| GOAL OF THE EXERCISE |
Given the records below, would you repeat exactly the lines that begin at the one containing "pub fn push(&mut" and end at the one containing "pub fn fasten(&mut", inclusive?

━━━━

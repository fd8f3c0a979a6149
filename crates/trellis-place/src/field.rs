//! Fields: named, stable collections of host elements.
//!
//! A field outlives the divisions that display it. Whenever a division with
//! the same name exists in the tree, the field's elements are laid out in
//! that division's area; otherwise they are left alone.

use trellis_core::host::ElementId;

#[derive(Debug, Default, Clone)]
pub struct Field {
    elements: Vec<ElementId>,
    fastened: Vec<ElementId>,
}

impl Field {
    pub fn new() -> Self {
        Self::default()
    }

    /// Elements sized individually by the division's arrange or grid.
    pub fn elements(&self) -> &[ElementId] {
        &self.elements
    }

    /// Elements that each receive the whole field area.
    pub fn fastened(&self) -> &[ElementId] {
        &self.fastened
    }

    pub fn is_empty(&self) -> bool {
        self.elements.is_empty() && self.fastened.is_empty()
    }

    pub fn contains(&self, element: ElementId) -> bool {
        self.elements.contains(&element) || self.fastened.contains(&element)
    }

    /// Returns false when the element was already present.
    pub fn push(&mut self, element: ElementId) -> bool {
        if self.contains(element) {
            return false;
        }
        self.elements.push(element);
        true
    }

    pub fn fasten(&mut self, element: ElementId) -> bool {
        if self.contains(element) {
            return false;
        }
        self.fastened.push(element);
        true
    }

    /// Remove `element` from either list.
    pub fn remove(&mut self, element: ElementId) -> bool {
        let before = self.elements.len() + self.fastened.len();
        self.elements.retain(|e| *e != element);
        self.fastened.retain(|e| *e != element);
        before != self.elements.len() + self.fastened.len()
    }
}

━━━━

| EXERCISE SOLUTION |
    pub fn push(&mut self, element: ElementId) -> bool {
        if self.contains(element) {
            return false;
        }
        self.elements.push(element);
        true
    }

    pub fn fasten(&mut self, element: ElementId) -> bool {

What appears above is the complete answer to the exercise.